### Source information:
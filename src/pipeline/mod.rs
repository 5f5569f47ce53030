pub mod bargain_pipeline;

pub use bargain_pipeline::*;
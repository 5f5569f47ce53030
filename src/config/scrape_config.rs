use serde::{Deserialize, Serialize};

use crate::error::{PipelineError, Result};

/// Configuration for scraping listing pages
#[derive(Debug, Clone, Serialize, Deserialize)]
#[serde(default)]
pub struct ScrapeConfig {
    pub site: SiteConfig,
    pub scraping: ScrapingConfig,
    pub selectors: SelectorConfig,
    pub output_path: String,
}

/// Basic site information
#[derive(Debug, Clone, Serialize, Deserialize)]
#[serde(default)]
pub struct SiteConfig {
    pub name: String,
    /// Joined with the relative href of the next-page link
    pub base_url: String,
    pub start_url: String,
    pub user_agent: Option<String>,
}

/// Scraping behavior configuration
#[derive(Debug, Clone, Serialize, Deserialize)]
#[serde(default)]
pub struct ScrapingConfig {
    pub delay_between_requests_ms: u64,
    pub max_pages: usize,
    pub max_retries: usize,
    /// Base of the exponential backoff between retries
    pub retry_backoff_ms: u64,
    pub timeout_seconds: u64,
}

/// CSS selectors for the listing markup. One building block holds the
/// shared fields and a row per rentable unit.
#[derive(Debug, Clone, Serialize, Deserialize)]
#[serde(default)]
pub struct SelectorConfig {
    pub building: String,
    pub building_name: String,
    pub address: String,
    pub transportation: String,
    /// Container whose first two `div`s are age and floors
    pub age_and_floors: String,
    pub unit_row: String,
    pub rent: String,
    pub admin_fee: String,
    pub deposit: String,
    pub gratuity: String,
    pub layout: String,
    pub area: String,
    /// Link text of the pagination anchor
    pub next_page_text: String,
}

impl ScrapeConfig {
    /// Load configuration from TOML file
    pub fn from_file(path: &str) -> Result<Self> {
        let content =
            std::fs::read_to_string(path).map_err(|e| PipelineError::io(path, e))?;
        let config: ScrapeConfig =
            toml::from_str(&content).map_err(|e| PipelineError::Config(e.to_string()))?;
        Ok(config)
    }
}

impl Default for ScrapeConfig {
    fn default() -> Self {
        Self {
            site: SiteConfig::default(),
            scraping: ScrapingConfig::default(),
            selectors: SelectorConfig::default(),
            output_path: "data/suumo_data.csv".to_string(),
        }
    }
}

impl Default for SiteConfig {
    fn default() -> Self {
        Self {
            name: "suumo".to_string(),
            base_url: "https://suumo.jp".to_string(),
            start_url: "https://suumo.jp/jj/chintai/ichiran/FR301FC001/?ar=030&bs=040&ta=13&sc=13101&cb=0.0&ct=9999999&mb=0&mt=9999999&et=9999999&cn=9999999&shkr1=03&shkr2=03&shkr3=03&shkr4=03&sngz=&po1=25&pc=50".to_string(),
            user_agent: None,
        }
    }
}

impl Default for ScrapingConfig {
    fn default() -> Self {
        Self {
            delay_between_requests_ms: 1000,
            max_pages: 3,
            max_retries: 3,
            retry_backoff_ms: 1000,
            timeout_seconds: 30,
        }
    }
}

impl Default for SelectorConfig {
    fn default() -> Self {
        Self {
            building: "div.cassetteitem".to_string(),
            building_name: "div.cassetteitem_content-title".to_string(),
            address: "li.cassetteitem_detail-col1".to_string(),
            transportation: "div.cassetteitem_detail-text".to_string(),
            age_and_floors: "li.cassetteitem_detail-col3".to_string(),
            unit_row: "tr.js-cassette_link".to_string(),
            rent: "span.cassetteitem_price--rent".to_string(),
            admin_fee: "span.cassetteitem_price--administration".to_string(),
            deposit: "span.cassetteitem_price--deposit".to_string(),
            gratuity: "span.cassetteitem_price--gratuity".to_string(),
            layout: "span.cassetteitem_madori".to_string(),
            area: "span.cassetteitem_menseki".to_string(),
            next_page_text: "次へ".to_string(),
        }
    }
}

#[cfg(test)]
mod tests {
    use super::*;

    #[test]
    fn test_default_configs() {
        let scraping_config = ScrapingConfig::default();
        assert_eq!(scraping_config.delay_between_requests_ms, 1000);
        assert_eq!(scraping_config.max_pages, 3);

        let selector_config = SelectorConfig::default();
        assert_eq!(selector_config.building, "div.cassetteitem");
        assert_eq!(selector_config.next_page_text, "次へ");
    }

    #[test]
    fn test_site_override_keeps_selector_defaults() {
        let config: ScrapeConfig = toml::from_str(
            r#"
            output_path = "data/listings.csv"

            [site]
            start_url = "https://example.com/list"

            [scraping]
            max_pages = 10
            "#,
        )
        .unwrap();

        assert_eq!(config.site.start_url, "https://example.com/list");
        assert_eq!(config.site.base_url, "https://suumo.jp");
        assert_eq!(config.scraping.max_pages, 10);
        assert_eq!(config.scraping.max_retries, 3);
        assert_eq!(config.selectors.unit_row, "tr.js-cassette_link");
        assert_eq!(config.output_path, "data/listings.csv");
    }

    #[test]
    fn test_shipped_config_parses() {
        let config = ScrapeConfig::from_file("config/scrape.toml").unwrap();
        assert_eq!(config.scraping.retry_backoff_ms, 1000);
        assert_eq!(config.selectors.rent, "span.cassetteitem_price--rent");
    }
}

---

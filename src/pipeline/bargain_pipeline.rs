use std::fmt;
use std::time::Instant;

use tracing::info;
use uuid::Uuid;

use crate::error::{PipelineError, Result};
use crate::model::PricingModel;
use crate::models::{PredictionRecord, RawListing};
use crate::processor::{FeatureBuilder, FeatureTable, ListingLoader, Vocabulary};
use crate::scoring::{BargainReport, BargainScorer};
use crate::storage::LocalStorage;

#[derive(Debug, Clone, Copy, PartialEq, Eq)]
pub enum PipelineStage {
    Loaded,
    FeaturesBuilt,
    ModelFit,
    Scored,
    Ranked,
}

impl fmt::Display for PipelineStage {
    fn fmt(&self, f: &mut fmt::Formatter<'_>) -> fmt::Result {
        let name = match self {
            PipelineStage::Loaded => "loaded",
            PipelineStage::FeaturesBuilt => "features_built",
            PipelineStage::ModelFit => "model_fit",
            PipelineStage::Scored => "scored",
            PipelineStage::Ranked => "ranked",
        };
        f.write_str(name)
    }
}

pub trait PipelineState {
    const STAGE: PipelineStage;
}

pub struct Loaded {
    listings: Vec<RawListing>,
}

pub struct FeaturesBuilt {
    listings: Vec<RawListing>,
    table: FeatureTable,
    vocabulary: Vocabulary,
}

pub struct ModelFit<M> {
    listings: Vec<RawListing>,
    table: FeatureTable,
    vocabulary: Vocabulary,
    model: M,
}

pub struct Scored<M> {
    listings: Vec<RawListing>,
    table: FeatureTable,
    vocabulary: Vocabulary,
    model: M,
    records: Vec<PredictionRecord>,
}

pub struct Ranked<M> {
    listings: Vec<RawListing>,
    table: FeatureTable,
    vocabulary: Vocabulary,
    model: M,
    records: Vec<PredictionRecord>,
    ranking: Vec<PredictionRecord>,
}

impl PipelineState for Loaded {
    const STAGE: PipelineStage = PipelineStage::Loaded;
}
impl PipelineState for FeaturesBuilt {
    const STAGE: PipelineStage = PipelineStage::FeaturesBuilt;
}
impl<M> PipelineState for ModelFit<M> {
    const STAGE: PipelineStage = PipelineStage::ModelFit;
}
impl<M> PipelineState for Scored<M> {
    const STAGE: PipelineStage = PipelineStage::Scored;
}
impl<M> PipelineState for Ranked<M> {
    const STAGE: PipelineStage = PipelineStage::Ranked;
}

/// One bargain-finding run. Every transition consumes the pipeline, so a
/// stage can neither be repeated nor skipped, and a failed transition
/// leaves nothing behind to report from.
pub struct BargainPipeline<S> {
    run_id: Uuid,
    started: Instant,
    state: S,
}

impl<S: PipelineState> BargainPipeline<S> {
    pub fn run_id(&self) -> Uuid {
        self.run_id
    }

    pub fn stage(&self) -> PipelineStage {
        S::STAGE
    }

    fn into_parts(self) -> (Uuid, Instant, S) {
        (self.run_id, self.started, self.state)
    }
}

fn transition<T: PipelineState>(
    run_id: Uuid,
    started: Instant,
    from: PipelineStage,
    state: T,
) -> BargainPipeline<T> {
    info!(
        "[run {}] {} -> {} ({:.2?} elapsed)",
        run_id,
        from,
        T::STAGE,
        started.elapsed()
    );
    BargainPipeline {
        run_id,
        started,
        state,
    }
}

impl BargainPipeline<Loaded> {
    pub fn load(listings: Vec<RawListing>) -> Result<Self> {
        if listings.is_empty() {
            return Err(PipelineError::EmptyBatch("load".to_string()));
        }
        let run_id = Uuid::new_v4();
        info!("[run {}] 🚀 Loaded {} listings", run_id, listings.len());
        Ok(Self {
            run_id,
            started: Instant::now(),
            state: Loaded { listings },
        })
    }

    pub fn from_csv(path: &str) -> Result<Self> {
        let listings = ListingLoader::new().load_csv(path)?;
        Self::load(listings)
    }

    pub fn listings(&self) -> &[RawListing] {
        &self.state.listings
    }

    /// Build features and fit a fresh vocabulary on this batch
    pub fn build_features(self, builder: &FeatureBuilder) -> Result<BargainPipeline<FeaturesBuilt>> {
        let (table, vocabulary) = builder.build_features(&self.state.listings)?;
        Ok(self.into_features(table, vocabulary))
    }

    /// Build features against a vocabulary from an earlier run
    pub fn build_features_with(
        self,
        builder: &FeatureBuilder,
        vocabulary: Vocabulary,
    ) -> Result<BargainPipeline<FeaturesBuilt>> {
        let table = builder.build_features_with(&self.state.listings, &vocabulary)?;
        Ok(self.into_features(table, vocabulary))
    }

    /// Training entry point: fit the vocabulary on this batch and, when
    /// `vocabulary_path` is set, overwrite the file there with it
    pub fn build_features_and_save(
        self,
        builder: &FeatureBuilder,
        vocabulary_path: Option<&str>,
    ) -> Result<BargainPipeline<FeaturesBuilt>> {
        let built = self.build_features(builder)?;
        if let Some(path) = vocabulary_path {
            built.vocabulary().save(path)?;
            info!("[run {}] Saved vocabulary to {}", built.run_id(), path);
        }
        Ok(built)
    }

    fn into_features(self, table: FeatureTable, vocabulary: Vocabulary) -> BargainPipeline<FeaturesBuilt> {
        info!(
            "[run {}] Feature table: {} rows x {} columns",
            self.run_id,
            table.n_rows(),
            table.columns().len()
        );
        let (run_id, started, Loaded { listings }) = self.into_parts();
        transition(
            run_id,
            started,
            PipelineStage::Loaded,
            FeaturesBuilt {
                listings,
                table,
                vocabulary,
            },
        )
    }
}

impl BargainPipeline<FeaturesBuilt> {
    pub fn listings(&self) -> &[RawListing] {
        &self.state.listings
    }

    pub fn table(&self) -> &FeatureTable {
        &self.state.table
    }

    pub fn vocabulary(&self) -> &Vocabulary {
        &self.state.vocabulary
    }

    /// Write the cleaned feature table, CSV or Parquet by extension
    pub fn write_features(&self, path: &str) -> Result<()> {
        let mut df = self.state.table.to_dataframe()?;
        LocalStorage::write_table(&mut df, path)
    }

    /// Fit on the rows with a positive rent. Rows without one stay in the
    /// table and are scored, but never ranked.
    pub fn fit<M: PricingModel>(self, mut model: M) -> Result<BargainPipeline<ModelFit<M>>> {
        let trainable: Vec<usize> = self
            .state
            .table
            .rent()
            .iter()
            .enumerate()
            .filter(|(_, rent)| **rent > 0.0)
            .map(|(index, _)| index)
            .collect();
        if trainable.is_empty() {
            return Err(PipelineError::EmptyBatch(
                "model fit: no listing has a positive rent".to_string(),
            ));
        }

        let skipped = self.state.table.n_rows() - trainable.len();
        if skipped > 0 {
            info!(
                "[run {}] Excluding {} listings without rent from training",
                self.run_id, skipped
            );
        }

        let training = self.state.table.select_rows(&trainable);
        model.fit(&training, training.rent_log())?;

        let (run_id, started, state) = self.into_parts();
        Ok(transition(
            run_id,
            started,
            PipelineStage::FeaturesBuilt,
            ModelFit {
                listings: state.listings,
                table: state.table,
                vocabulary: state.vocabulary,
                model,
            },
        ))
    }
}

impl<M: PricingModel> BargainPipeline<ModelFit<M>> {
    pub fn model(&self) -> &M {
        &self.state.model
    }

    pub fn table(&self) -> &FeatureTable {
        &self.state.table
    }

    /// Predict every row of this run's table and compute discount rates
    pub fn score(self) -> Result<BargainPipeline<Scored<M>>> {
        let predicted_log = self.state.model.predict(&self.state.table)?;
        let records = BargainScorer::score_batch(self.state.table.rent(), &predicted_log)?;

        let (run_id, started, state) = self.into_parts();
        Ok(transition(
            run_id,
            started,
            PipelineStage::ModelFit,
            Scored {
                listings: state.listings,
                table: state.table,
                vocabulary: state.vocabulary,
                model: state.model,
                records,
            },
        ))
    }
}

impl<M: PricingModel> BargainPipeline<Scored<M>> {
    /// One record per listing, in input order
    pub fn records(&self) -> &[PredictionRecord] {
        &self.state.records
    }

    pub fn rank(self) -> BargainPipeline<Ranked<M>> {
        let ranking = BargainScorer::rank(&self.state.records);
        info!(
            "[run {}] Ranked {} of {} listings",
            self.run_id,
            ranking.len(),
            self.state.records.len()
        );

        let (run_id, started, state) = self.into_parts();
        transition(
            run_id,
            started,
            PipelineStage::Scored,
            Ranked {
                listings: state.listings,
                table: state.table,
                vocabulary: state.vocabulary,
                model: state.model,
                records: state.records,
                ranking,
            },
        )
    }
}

### What is required:
Find the count of lines in the data above where the string "SelectorConfig" occurs. Provide that number alone.

### Exercise result:
5